Working with two Saskatchewan First Nations communities (Beardy’s and Okemasis Cree First Nation and Montreal Lake Cree Nation) the team proposes to better understand the relationship between health and sleep disorders so that community-based identification and treatment can occur. Methods include home sleep studies, survey tools, and actigraphy. The project addresses a likely underappreciated and important factor in community health.

This research project will look into the causes of sleep disorders in First Nations and will try to find the relationship between sleep disorders and a number of other diseases.  Also it will look into a possibility of community-based diagnosis and treatment for sleep disorders.

Based on their previous work, Dr. Dosman says that they observed the likelihood that serious sleep problems were common in the communities. Low income, poor housing, too many people in small houses, and body weight were related to sleep disorders. Poor sleep and lack of sleep may be associated with a number of diseases such as heart disease and diabetes.
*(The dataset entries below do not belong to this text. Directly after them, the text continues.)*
use std::sync::Arc;
use std::time::{Duration, SystemTime, UNIX_EPOCH};

use argon2::{
    password_hash::{
        Error as PasswordHashError, PasswordHash, PasswordHasher, PasswordVerifier, SaltString,
    },
    Argon2,
};
use axum::{
    body::Body,
    extract::State,
    http::{header::AUTHORIZATION, Request, StatusCode},
    middleware::Next,
    response::{IntoResponse, Response},
    Extension, Json,
};
use base64::{engine::general_purpose::STANDARD as BASE64, Engine as _};
use jsonwebtoken::{decode, encode, Algorithm, DecodingKey, EncodingKey, Header, Validation};
use propvest_core::users::{normalize_email, validate_password, NewUser, User, UserRole};
use rand::{rngs::OsRng, RngCore};
use serde::{Deserialize, Serialize};

use crate::error::{ApiError, ApiResult, ErrorBody};
use crate::main_lib::AppState;

pub struct AuthManager {
    encoding_key: EncodingKey,
    decoding_key: DecodingKey,
    validation: Validation,
    token_ttl: Duration,
}

#[derive(Debug)]
pub enum AuthError {
    Unauthorized,
    InvalidCredentials,
    Internal(String),
}

#[derive(Debug, Serialize, Deserialize)]
struct Claims {
    sub: String,
    exp: usize,
    iat: usize,
}

/// Id of the user a request was authenticated as; inserted by [`require_jwt`].
#[derive(Debug, Clone)]
pub struct AuthUser(pub String);

#[derive(Deserialize)]
#[serde(rename_all = "camelCase")]
pub struct RegisterRequest {
    pub email: String,
    pub password: String,
    pub full_name: String,
    pub phone: Option<String>,
}

#[derive(Deserialize)]
pub struct LoginRequest {
    pub email: String,
    pub password: String,
}

#[derive(Serialize)]
#[serde(rename_all = "camelCase")]
pub struct LoginResponse {
    pub access_token: String,
    pub token_type: String,
    pub expires_in: u64,
    pub user: User,
}

impl AuthManager {
    pub fn new(jwt_secret: &[u8], token_ttl: Duration) -> Self {
        let mut validation = Validation::new(Algorithm::HS256);
        validation.validate_exp = true;
        Self {
            encoding_key: EncodingKey::from_secret(jwt_secret),
            decoding_key: DecodingKey::from_secret(jwt_secret),
            validation,
            token_ttl,
        }
    }

    pub fn issue_token(&self, user_id: &str) -> Result<String, AuthError> {
        let now = SystemTime::now()
            .duration_since(UNIX_EPOCH)
            .map_err(|_| AuthError::Internal("System clock is before UNIX_EPOCH".into()))?;
        let exp = now
            .checked_add(self.token_ttl)
            .ok_or_else(|| AuthError::Internal("Token expiry overflows".into()))?;
        let claims = Claims {
            sub: user_id.to_string(),
            iat: now.as_secs() as usize,
            exp: exp.as_secs() as usize,
        };
        encode(&Header::default(), &claims, &self.encoding_key)
            .map_err(|e| AuthError::Internal(format!("Failed to sign token: {e}")))
    }

    /// Returns the user id carried by a valid token.
    pub fn validate_token(&self, token: &str) -> Result<String, AuthError> {
        decode::<Claims>(token, &self.decoding_key, &self.validation)
            .map(|data| data.claims.sub)
            .map_err(|err| match err.kind() {
                jsonwebtoken::errors::ErrorKind::ExpiredSignature
                | jsonwebtoken::errors::ErrorKind::InvalidToken
                | jsonwebtoken::errors::ErrorKind::InvalidSignature
                | jsonwebtoken::errors::ErrorKind::MissingRequiredClaim(_)
                | jsonwebtoken::errors::ErrorKind::Base64(_)
                | jsonwebtoken::errors::ErrorKind::Json(_)
                | jsonwebtoken::errors::ErrorKind::Utf8(_) => AuthError::Unauthorized,
                other => AuthError::Internal(format!("Failed to validate token: {other:?}")),
            })
    }

    pub fn expires_in(&self) -> Duration {
        self.token_ttl
    }
}

impl IntoResponse for AuthError {
    fn into_response(self) -> Response {
        let (status, message) = match self {
            AuthError::Unauthorized => (StatusCode::UNAUTHORIZED, "Unauthorized".to_string()),
            AuthError::InvalidCredentials => (
                StatusCode::UNAUTHORIZED,
                "Invalid email or password".to_string(),
            ),
            AuthError::Internal(msg) => (StatusCode::INTERNAL_SERVER_ERROR, msg),
        };
        let body = Json(ErrorBody {
            code: status.as_u16(),
            message,
        });
        (status, body).into_response()
    }
}

pub fn hash_password(password: &str) -> Result<String, AuthError> {
    let salt = SaltString::generate(&mut OsRng);
    Argon2::default()
        .hash_password(password.as_bytes(), &salt)
        .map(|hash| hash.to_string())
        .map_err(|e| AuthError::Internal(format!("Failed to hash password: {e}")))
}

pub fn verify_password(candidate: &str, password_hash: &str) -> Result<(), AuthError> {
    let parsed = PasswordHash::new(password_hash)
        .map_err(|e| AuthError::Internal(format!("Stored password hash is invalid: {e}")))?;
    Argon2::default()
        .verify_password(candidate.as_bytes(), &parsed)
        .map_err(|err| match err {
            PasswordHashError::Password => AuthError::InvalidCredentials,
            other => AuthError::Internal(format!("Password verification failed: {other}")),
        })
}

pub fn decode_secret_key(raw: &str) -> anyhow::Result<Vec<u8>> {
    let trimmed = raw.trim();
    if trimmed.is_empty() {
        anyhow::bail!("JWT secret cannot be empty");
    }
    let decoded = match BASE64.decode(trimmed) {
        Ok(bytes) => bytes,
        Err(_) if trimmed.len() == 32 => trimmed.as_bytes().to_vec(),
        Err(_) => {
            anyhow::bail!("JWT secret must be base64 encoded or a 32-byte ASCII string")
        }
    };

    if decoded.len() != 32 {
        anyhow::bail!("JWT secret must decode to exactly 32 bytes");
    }

    Ok(decoded)
}

/// Key used when no secret is configured. Tokens do not survive a restart.
pub fn random_secret_key() -> Vec<u8> {
    let mut bytes = vec![0u8; 32];
    OsRng.fill_bytes(&mut bytes);
    bytes
}

fn login_response(auth: &AuthManager, user: User) -> Result<LoginResponse, AuthError> {
    Ok(LoginResponse {
        access_token: auth.issue_token(&user.id)?,
        token_type: "Bearer".to_string(),
        expires_in: auth.expires_in().as_secs(),
        user,
    })
}

pub async fn register(
    State(state): State<Arc<AppState>>,
    Json(payload): Json<RegisterRequest>,
) -> ApiResult<(StatusCode, Json<LoginResponse>)> {
    validate_password(&payload.password)?;
    let password = payload.password;
    let password_hash = tokio::task::spawn_blocking(move || hash_password(&password))
        .await
        .map_err(|e| ApiError::Internal(format!("Password hashing task failed: {e}")))??;

    let user = state
        .user_service
        .register(NewUser {
            email: payload.email,
            full_name: payload.full_name,
            phone: payload.phone,
            password_hash,
            role: UserRole::Investor,
        })
        .await?;
    tracing::info!("Registered user {}", user.id);
    let response = login_response(&state.auth, user)?;
    Ok((StatusCode::CREATED, Json(response)))
}

pub async fn login(
    State(state): State<Arc<AppState>>,
    Json(payload): Json<LoginRequest>,
) -> ApiResult<Json<LoginResponse>> {
    let email = normalize_email(&payload.email);
    let credentials = state
        .user_service
        .find_credentials(&email)?
        .ok_or(AuthError::InvalidCredentials)?;

    let password = payload.password;
    let password_hash = credentials.password_hash;
    tokio::task::spawn_blocking(move || verify_password(&password, &password_hash))
        .await
        .map_err(|e| ApiError::Internal(format!("Password verification task failed: {e}")))??;

    let user = state.user_service.get_user(&credentials.user_id)?;
    Ok(Json(login_response(&state.auth, user)?))
}

pub async fn require_jwt(
    State(state): State<Arc<AppState>>,
    mut request: Request<Body>,
    next: Next,
) -> Result<Response, AuthError> {
    let header = request
        .headers()
        .get(AUTHORIZATION)
        .and_then(|value| value.to_str().ok())
        .ok_or(AuthError::Unauthorized)?;

    let mut parts = header.splitn(2, ' ');
    let (Some(scheme), Some(token)) = (parts.next(), parts.next()) else {
        return Err(AuthError::Unauthorized);
    };

    if !scheme.eq_ignore_ascii_case("Bearer") {
        return Err(AuthError::Unauthorized);
    }

    let token = token.trim();
    if token.is_empty() {
        return Err(AuthError::Unauthorized);
    }

    let user_id = state.auth.validate_token(token)?;
    request.extensions_mut().insert(AuthUser(user_id));
    Ok(next.run(request).await)
}

/// Runs behind [`require_jwt`]; rejects callers without the `ADMIN` role.
pub async fn require_admin(
    State(state): State<Arc<AppState>>,
    Extension(AuthUser(user_id)): Extension<AuthUser>,
    request: Request<Body>,
    next: Next,
) -> Result<Response, ApiError> {
    state.user_service.require_admin(&user_id)?;
    Ok(next.run(request).await)
}

#[cfg(test)]
mod tests {
    use super::*;

    #[test]
    fn token_round_trips_user_id() {
        let auth = AuthManager::new(&random_secret_key(), Duration::from_secs(60));
        let token = auth.issue_token("user-1").unwrap();
        assert_eq!(auth.validate_token(&token).unwrap(), "user-1");
    }

    #[test]
    fn token_from_another_key_is_rejected() {
        let issuer = AuthManager::new(&random_secret_key(), Duration::from_secs(60));
        let verifier = AuthManager::new(&random_secret_key(), Duration::from_secs(60));
        let token = issuer.issue_token("user-1").unwrap();
        assert!(matches!(
            verifier.validate_token(&token),
            Err(AuthError::Unauthorized)
        ));
    }

    #[test]
    fn overflowing_expiry_is_an_error() {
        let auth = AuthManager::new(&random_secret_key(), Duration::MAX);
        assert!(matches!(
            auth.issue_token("user-1"),
            Err(AuthError::Internal(_))
        ));
    }

    #[test]
    fn garbage_token_is_unauthorized() {
        let auth = AuthManager::new(&random_secret_key(), Duration::from_secs(60));
        assert!(matches!(
            auth.validate_token("not-a-jwt"),
            Err(AuthError::Unauthorized)
        ));
    }

    #[test]
    fn password_hash_verifies_only_the_original() {
        let hash = hash_password("correct horse").unwrap();
        assert!(verify_password("correct horse", &hash).is_ok());
        assert!(matches!(
            verify_password("wrong horse", &hash),
            Err(AuthError::InvalidCredentials)
        ));
    }

    #[test]
    fn secret_key_accepts_base64_or_raw_32_bytes() {
        let raw = "propvest-local-secret-32-bytes!!";
        assert_eq!(decode_secret_key(raw).unwrap(), raw.as_bytes());
        let encoded = BASE64.encode([7u8; 32]);
        assert_eq!(decode_secret_key(&encoded).unwrap(), vec![7u8; 32]);
        assert!(decode_secret_key("short").is_err());
        assert!(decode_secret_key("  ").is_err());
    }
}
Also, he says that First Nations people have been at a disadvantage for the diagnosis and treatment of sleep disorders. Based on the previous work of Dr. Dosman’s group, there has recently been a change in policy for the diagnosis and treatment of sleep disorders in First Nations People. The team considers a major potential change for First Nations people in Canada. This will improve care by improving access, reducing waiting times, resulting in better treatment, and result in financial savings in transportation costs.

Results of this study will help to develop programs and impact health policy to reduce sleep disorders in First Nations people. New ideas will be formed for First Nations people everywhere.

Working with 2 First Nations communities, this research project will (a) explore relationships between sleep apnea and sleep deprivation and principal risk factors; (b) evaluate associations with comorbidities and unintentional injuries; and (c) assess feasibility of community-based diagnosis and treatment for sleep apnea.

Principal Investigators: Dr. James Arnold Dosman, Dr. Punam Pahwa, Dr. Sylvia Abonyi and Dr. Malcolm King.

Co-Investigators: Dr. M. Fenton, Dr. C. Karunanayake, Dr. S. Kirychuk, Dr. N. Koehncke, Dr. J. Lawson, Dr. D. Rennie and Dr. R. Skomro.